Le poète et romancier Thomas Mann, dans une allégorie descriptive du Führer, disait: «Eux aussi, ils rêvent. Ils font des rêves méchants.» Et à un vieil ami des Loges Maçonniques de commenter: «Ton expérience des hommes, à quarante ans d’âge, ne fait que commencer». Bien sûr, ces cataclysmes littéraires, guidés par des méchants poètes, m’auront appris que seul le silence est éternel, que le poète est seul et doit vivre seul. A l’instar du Mage qui n’a que l’espace, non le temps, comme force à ses opérations occultes, le Poète, à l’apogée de sa gloire, est libre de ses gestes et de ses mots à «l’eau de rose». Le temps viendra après la rémission des péchés mignons et capitaux, tandis que le Poète plongé dans l’abîme de Dante, il se confessera à lui-même dans un monologue pareil à celui d’Orphée et maudira en ces mots les prédateurs:

«Allez, goujats, va-nu-pieds trébuchant
Sur les parvis de l’art, mendiants d’esthétique,
Gosiers tendus où ne vibre aucun chant,
Précoces orgueilleux à la cervelle étique;
Fantoches vains qu’on voudrait couronner
Myrmidons, feuille-au-pot de la littérature,
Masques blafards qui croyez rayonner,
(…)
Voleurs de mots, coupeurs de phrases, acrobates
Environnés de plats admirateurs.»
                            -  Etzer Vilaire

 

*Toutes les opinions portées dans ce texte sur M. Gary Klang émanent d’un chapitre qu’il m’avait consacré dans son livre: Je ne veux pas mourir chauve à Montréal (Humanitas, 1999), lequel m’avait été transmis qu’en l’an 2003.

Références

  1. Pierre Astier: La folle comédie des prix littéraires, in Le Monde, Paris, 27 septembre 2000.
  2. Robert Malval: L’année de toutes les duperies, éd.
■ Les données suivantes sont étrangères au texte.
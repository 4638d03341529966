use std::{
    fs,
    path::{Path, PathBuf},
};

use anyhow::{bail, Context, Result};
use clap::{Parser, Subcommand};
use content::ContentRegistry;
use shared::{domain::DocumentRecord, error::SiteError};
use site_api::{read_page_count, PageBuilder, Renderer, Route, ViewOptions};
use tracing::info;
use tracing_subscriber::EnvFilter;

#[derive(Parser, Debug)]
#[command(about = "Content and rendering tools for the Titan Shield site")]
struct Cli {
    /// Content file to use instead of the built-in one.
    #[arg(long, global = true)]
    content: Option<PathBuf>,
    #[command(subcommand)]
    command: Command,
}

#[derive(Subcommand, Debug)]
enum Command {
    /// Load the content and render every page once.
    Check,
    ListServices,
    ListDocuments,
    /// Print the HTML for one path, query string included.
    Render { path: String },
    /// Write every page as `index.html` under `out`.
    Export {
        #[arg(long)]
        out: PathBuf,
        /// Directory holding `documents/*.pdf`, used for viewer page counts.
        #[arg(long)]
        static_dir: Option<PathBuf>,
    },
}

fn main() -> Result<()> {
    let filter = EnvFilter::try_from_default_env().unwrap_or_else(|_| EnvFilter::new("warn"));
    tracing_subscriber::fmt()
        .with_writer(std::io::stderr)
        .with_env_filter(filter)
        .init();

    let cli = Cli::parse();
    let registry = match &cli.content {
        Some(path) => ContentRegistry::load(path)
            .with_context(|| format!("failed to load content from '{}'", path.display()))?,
        None => ContentRegistry::builtin().context("built-in content is invalid")?,
    };
    let renderer = Renderer::new().context("failed to compile templates")?;

    match cli.command {
        Command::Check => {
            let pages = export_pages(&registry, &renderer, None)?;
            println!(
                "ok: {} services, {} documents, {} pages rendered",
                registry.services().len(),
                registry.documents().len(),
                pages.len()
            );
        }
        Command::ListServices => {
            for item in registry.services() {
                println!("{}\t{}\t{}", item.slug, item.layout.as_tag(), item.title);
            }
        }
        Command::ListDocuments => {
            for record in registry.documents() {
                println!("{}\t{}\t{}", record.slug, record.file_url(), record.title);
            }
        }
        Command::Render { path } => {
            print!("{}", render_path(&registry, &renderer, &path)?);
        }
        Command::Export { out, static_dir } => {
            let pages = export_pages(&registry, &renderer, static_dir.as_deref())?;
            for (route_path, html) in &pages {
                let file = output_file(&out, route_path);
                if let Some(parent) = file.parent() {
                    fs::create_dir_all(parent)
                        .with_context(|| format!("failed to create '{}'", parent.display()))?;
                }
                fs::write(&file, html)
                    .with_context(|| format!("failed to write '{}'", file.display()))?;
            }
            let not_found = renderer.render(&PageBuilder::new(&registry).not_found("/404"))?;
            fs::write(out.join("404.html"), not_found).context("failed to write 404.html")?;
            info!(pages = pages.len(), out = %out.display(), "export finished");
            println!("exported {} pages to {}", pages.len() + 1, out.display());
        }
    }

    Ok(())
}

fn render_path(registry: &ContentRegistry, renderer: &Renderer, path: &str) -> Result<String> {
    let route = Route::resolve(path);
    let options = ViewOptions::from_path(path);
    let page = match PageBuilder::new(registry).for_route(&route, &options, |_| Ok(1)) {
        Ok(page) => page,
        Err(err) if err.is_not_found() => bail!("no page at '{path}': {err}"),
        Err(err) => return Err(err.into()),
    };
    Ok(renderer.render(&page)?)
}

/// Renders every known route; documents read their PDF from `static_dir`
/// when given, otherwise they are assumed to have one page.
fn export_pages(
    registry: &ContentRegistry,
    renderer: &Renderer,
    static_dir: Option<&Path>,
) -> Result<Vec<(String, String)>> {
    let builder = PageBuilder::new(registry);
    Route::all(registry)
        .into_iter()
        .map(|route| -> Result<(String, String)> {
            let path = route.path();
            let page = builder
                .for_route(&route, &ViewOptions::default(), |record| {
                    document_pages(static_dir, record)
                })
                .with_context(|| format!("failed to build '{path}'"))?;
            let html = renderer
                .render(&page)
                .with_context(|| format!("failed to render '{path}'"))?;
            Ok((path, html))
        })
        .collect()
}

fn document_pages(static_dir: Option<&Path>, record: &DocumentRecord) -> Result<u32, SiteError> {
    match static_dir {
        Some(dir) => read_page_count(dir, record),
        None => Ok(1),
    }
}

fn output_file(out: &Path, route_path: &str) -> PathBuf {
    let trimmed = route_path.trim_matches('/');
    if trimmed.is_empty() {
        out.join("index.html")
    } else {
        out.join(trimmed).join("index.html")
    }
}

#[cfg(test)]
mod tests {
    use super::*;

    fn setup() -> (ContentRegistry, Renderer) {
        (
            ContentRegistry::builtin().expect("builtin content"),
            Renderer::new().expect("renderer"),
        )
    }

    #[test]
    fn maps_routes_to_index_files() {
        let out = Path::new("/tmp/site");
        assert_eq!(output_file(out, "/"), out.join("index.html"));
        assert_eq!(
            output_file(out, "/services/mssp"),
            out.join("services").join("mssp").join("index.html")
        );
    }

    #[test]
    fn renders_known_path_and_rejects_unknown() {
        let (registry, renderer) = setup();
        let html = render_path(&registry, &renderer, "/services/mssp?open=0").expect("render");
        assert_eq!(html.matches(" open>").count(), 1);

        let err = render_path(&registry, &renderer, "/nope").expect_err("unknown path");
        assert!(err.to_string().contains("/nope"));
    }

    #[test]
    fn export_covers_every_route() {
        let (registry, renderer) = setup();
        let pages = export_pages(&registry, &renderer, None).expect("export");
        assert_eq!(pages.len(), Route::all(&registry).len());
        assert!(pages.iter().any(|(path, _)| path == "/about"));
    }

    #[test]
    fn missing_static_dir_documents_fall_back() {
        let (registry, renderer) = setup();
        let dir = tempfile::tempdir().expect("tempdir");
        let pages = export_pages(&registry, &renderer, Some(dir.path())).expect("export");
        let (_, html) = pages
            .iter()
            .find(|(path, _)| path.starts_with("/documents/"))
            .expect("a document page");
        assert!(html.contains("Failed to load PDF document."));
    }
}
Regain, Port-au-Prince, Haïti, 1996.
  3. Saint-John Kauss: La poésie haïtienne au Québec, in Les Saisons Littéraires, Montréal, automne 1996; in la revue Trois, Laval, vol.12, no. 1, février 1997; in Neue Romania, Berlin (Allemagne), no. 18, 1997; in Présence, Montréal, vol.1, no.6, octobre 1997.
  4. Saint-John Kauss: La poésie haïtienne d’expression créole, in Le Nouvelliste, Port-au-Prince, 10-11 novembre 1998; in Présence, Montréal, vol. V, no. 2013, octobre 2001.
  5. Saint-John Kauss: La poésie féminine haïtienne, in Présence, Montréal, vol. V, no. 2012, octobre 2001.
  6. Paul Zumthor: La lettre et la voix, éd. Seuil, Paris, 1987.
  7. Gary Klang: Je ne veux pas mourir chauve à Montréal, éd. Humanitas, Montréal, 1999.